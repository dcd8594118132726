//! Connection state: coordinates, credentials and the derived base URL.

use crate::client::config::ConnectionConfig;
use crate::protocol;
use crate::types::BasicAuth;

/// Resolved connection to one database.
///
/// The base URL is derived from host, port and database, and is recomputed by
/// [`Connection::set_database`], the only way to change the database.
///
/// # Examples
///
/// ```
/// use couch_http::client::{Connection, ConnectionConfig};
///
/// let mut connection = Connection::new(
///     ConnectionConfig::new("admin", "secret", "test", "http://localhost"),
/// );
/// assert_eq!(connection.base_url(), "http://localhost:5984/test");
///
/// connection.set_database("archive");
/// assert_eq!(connection.base_url(), "http://localhost:5984/archive");
/// ```
#[derive(Clone, Debug, PartialEq, Eq)]
pub struct Connection {
    host: String,
    port: Option<u16>,
    database: String,
    auth: BasicAuth,
    base_url: String,
}

impl Connection {
    /// Resolve a connection from its configuration.
    pub fn new(config: ConnectionConfig) -> Self {
        let ConnectionConfig {
            host,
            port,
            database,
            user,
            password,
        } = config;

        let base_url = protocol::base_url(&host, port, &database);
        Self {
            host,
            port,
            database,
            auth: BasicAuth::new(user, password),
            base_url,
        }
    }

    /// Switch to another database and recompute the base URL.
    pub fn set_database(&mut self, database: impl Into<String>) {
        self.database = database.into();
        self.base_url = protocol::base_url(&self.host, self.port, &self.database);
    }

    /// `host[:port]/database`
    #[inline]
    pub fn base_url(&self) -> &str {
        &self.base_url
    }

    /// Current database name.
    #[inline]
    pub fn database(&self) -> &str {
        &self.database
    }

    /// Configured host.
    #[inline]
    pub fn host(&self) -> &str {
        &self.host
    }

    /// Configured port.
    #[inline]
    pub fn port(&self) -> Option<u16> {
        self.port
    }

    /// Credentials sent with every request.
    #[inline]
    pub fn auth(&self) -> &BasicAuth {
        &self.auth
    }
}
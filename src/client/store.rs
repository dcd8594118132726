//! Revision-aware CouchDB document client.
//!
//! # Examples
//!
//! ## Bootstrap and write
//!
//! ```ignore
//! use couch_http::{ConnectionConfig, CouchClient, ReqwestTransport, ClientConfig};
//!
//! #[tokio::main]
//! async fn main() -> Result<(), Box<dyn std::error::Error>> {
//!     let transport = ReqwestTransport::with_config(ClientConfig::default())?;
//!     let config = ConnectionConfig::new("admin", "secret", "test", "http://localhost");
//!     let client = CouchClient::new(config, transport);
//!
//!     assert!(client.create_database().await?);
//!     assert!(client.create("doc1", r#"{"a":1}"#).await?);
//!     Ok(())
//! }
//! ```
//!
//! ## Update without knowing the revision
//!
//! ```ignore
//! // One GET to look up `_rev`, then the PUT.
//! let updated = client.update("doc1", r#"{"a":2}"#, None).await?;
//!
//! // Explicit revision: only the PUT is sent.
//! let updated = client.update("doc1", r#"{"a":3}"#, Some("2-def")).await?;
//! ```

use crate::client::config::ConnectionConfig;
use crate::client::connection::Connection;
use crate::error::Result;
use crate::protocol::{self, constants::JSON_CONTENT_TYPE};
use crate::traits::Transport;
use crate::types::{Method, Outcome, StoreRequest, StoreResponse};
use serde_json::Value;
use std::collections::BTreeMap;

/// Client for one CouchDB database.
///
/// Every operation sends one or two requests in sequence through the injected
/// [`Transport`] and caches nothing between calls. Store-level failures come back
/// as `false` (or an empty map from [`read`](Self::read)); only transport
/// failures are `Err`.
///
/// Revision lookup and the write that follows are separate requests. Another
/// writer can get in between, in which case the store rejects the write and
/// the operation returns `false`.
pub struct CouchClient<T> {
    connection: Connection,
    transport: T,
}

impl<T: Transport> CouchClient<T> {
    /// Create a client for the database described by `config`.
    pub fn new(config: ConnectionConfig, transport: T) -> Self {
        Self {
            connection: Connection::new(config),
            transport,
        }
    }

    /// Point the client at another database on the same server.
    pub fn set_database(&mut self, database: impl Into<String>) {
        self.connection.set_database(database);
    }

    /// `host[:port]/database`
    #[inline]
    pub fn base_url(&self) -> &str {
        self.connection.base_url()
    }

    /// Current database name.
    #[inline]
    pub fn database(&self) -> &str {
        self.connection.database()
    }

    /// Resolved connection state.
    #[inline]
    pub fn connection(&self) -> &Connection {
        &self.connection
    }

    /// The injected transport.
    #[inline]
    pub fn transport(&self) -> &T {
        &self.transport
    }

    /// Create the database unless it already exists.
    ///
    /// Sends `GET {base}`; when that is not ok, sends `PUT {base}`. Another
    /// process may create the database between the two requests, and the store's
    /// answer to the PUT is then taken as-is.
    ///
    /// Returns `true` if the database existed or the PUT status is below 300.
    pub async fn create_database(&self) -> Result<bool> {
        Ok(self.bootstrap_database().await?.is_success())
    }

    async fn bootstrap_database(&self) -> Result<Outcome> {
        let existing = self.send(self.request(Method::Get, self.base_url())).await?;
        if existing.ok() {
            tracing::debug!(database = %self.database(), "database already exists");
            return Ok(Outcome::Success);
        }

        let created = self.send(self.request(Method::Put, self.base_url())).await?;
        let outcome = Outcome::from_write_status(created.status());
        tracing::debug!(database = %self.database(), status = created.status(), ?outcome, "database creation");
        Ok(outcome)
    }

    /// Store a new document under `id`.
    ///
    /// `document` must already be JSON text and `id` is used verbatim as a
    /// path segment. No revision is sent, so an existing document makes the
    /// store reject the write and this returns `false`.
    pub async fn create(&self, id: &str, document: &str) -> Result<bool> {
        let url = protocol::document_url(self.base_url(), id);
        let request = self
            .request(Method::Put, url)
            .with_body(document, JSON_CONTENT_TYPE);

        let response = self.send(request).await?;
        Ok(Outcome::from_write_status(response.status()).is_success())
    }

    /// Replace document `id` with `document`.
    ///
    /// With `revision` set, a single `PUT {base}/{id}?rev={revision}` is sent.
    /// Without it, the current `_rev` is fetched first; if that lookup fails the
    /// PUT carries `rev=null` and the store decides.
    ///
    /// A rejected write is logged at error level with the response body.
    pub async fn update(&self, id: &str, document: &str, revision: Option<&str>) -> Result<bool> {
        let revision = match revision {
            Some(revision) => Some(revision.to_owned()),
            None => self.current_revision(id).await?,
        };

        let url = protocol::revision_url(self.base_url(), id, revision.as_deref());
        let request = self
            .request(Method::Put, url)
            .with_body(document, JSON_CONTENT_TYPE);

        let response = self.send(request).await?;
        let outcome = Outcome::from_write_status(response.status());
        if !outcome.is_success() {
            tracing::error!(
                id,
                status = response.status(),
                ?outcome,
                "document update failed: {}",
                response.body()
            );
        }
        Ok(outcome.is_success())
    }

    /// Fetch document `id`.
    ///
    /// Returns the document (including `_id` and `_rev`) with keys in sorted
    /// order, or an empty map for any non-ok status. A missing document and a
    /// refused request look the same.
    ///
    /// # Errors
    ///
    /// Besides transport failures, an ok response whose body is not a JSON
    /// object is an error.
    pub async fn read(&self, id: &str) -> Result<BTreeMap<String, Value>> {
        let url = protocol::document_url(self.base_url(), id);
        let response = self.send(self.request(Method::Get, url)).await?;
        if response.ok() {
            response.json()
        } else {
            Ok(BTreeMap::new())
        }
    }

    /// Delete document `id`.
    ///
    /// Revision handling is the same as [`update`](Self::update): an unresolved
    /// revision is sent as `rev=null`. Returns `true` only for a 2xx response.
    pub async fn delete(&self, id: &str, revision: Option<&str>) -> Result<bool> {
        let revision = match revision {
            Some(revision) => Some(revision.to_owned()),
            None => self.current_revision(id).await?,
        };

        let url = protocol::revision_url(self.base_url(), id, revision.as_deref());
        let response = self.send(self.request(Method::Delete, url)).await?;
        Ok(Outcome::from_ok_status(response.status()).is_success())
    }

    /// Look up the current `_rev` of `id`. `None` when the GET is not ok or the
    /// body has no string `_rev`.
    async fn current_revision(&self, id: &str) -> Result<Option<String>> {
        let url = protocol::document_url(self.base_url(), id);
        let response = self.send(self.request(Method::Get, url)).await?;
        if !response.ok() {
            tracing::debug!(id, status = response.status(), "revision lookup failed");
            return Ok(None);
        }
        Ok(response.revision())
    }

    fn request(&self, method: Method, url: impl Into<String>) -> StoreRequest {
        StoreRequest::new(method, url).with_auth(self.connection.auth().clone())
    }

    async fn send(&self, request: StoreRequest) -> Result<StoreResponse> {
        tracing::debug!(method = %request.method, url = %request.url, "couch request");
        self.transport.send(request).await
    }
}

+ + +

■ **WHAT YOU HAVE TO DO**:
Set down exactly the lines from the start of the records to the line with "#[derive(Clone, Debug, PartialEq, Eq)]". Include that line, and add nothing more.

■ **THE ANSWER**:
repository dcd8594118132726
//! Connection state: coordinates, credentials and the derived base URL.

use crate::client::config::ConnectionConfig;
use crate::protocol;
use crate::types::BasicAuth;

/// Resolved connection to one database.
///
/// The base URL is derived from host, port and database, and is recomputed by
/// [`Connection::set_database`], the only way to change the database.
///
/// # Examples
///
/// ```
/// use couch_http::client::{Connection, ConnectionConfig};
///
/// let mut connection = Connection::new(
///     ConnectionConfig::new("admin", "secret", "test", "http://localhost"),
/// );
/// assert_eq!(connection.base_url(), "http://localhost:5984/test");
///
/// connection.set_database("archive");
/// assert_eq!(connection.base_url(), "http://localhost:5984/archive");
/// ```
#[derive(Clone, Debug, PartialEq, Eq)]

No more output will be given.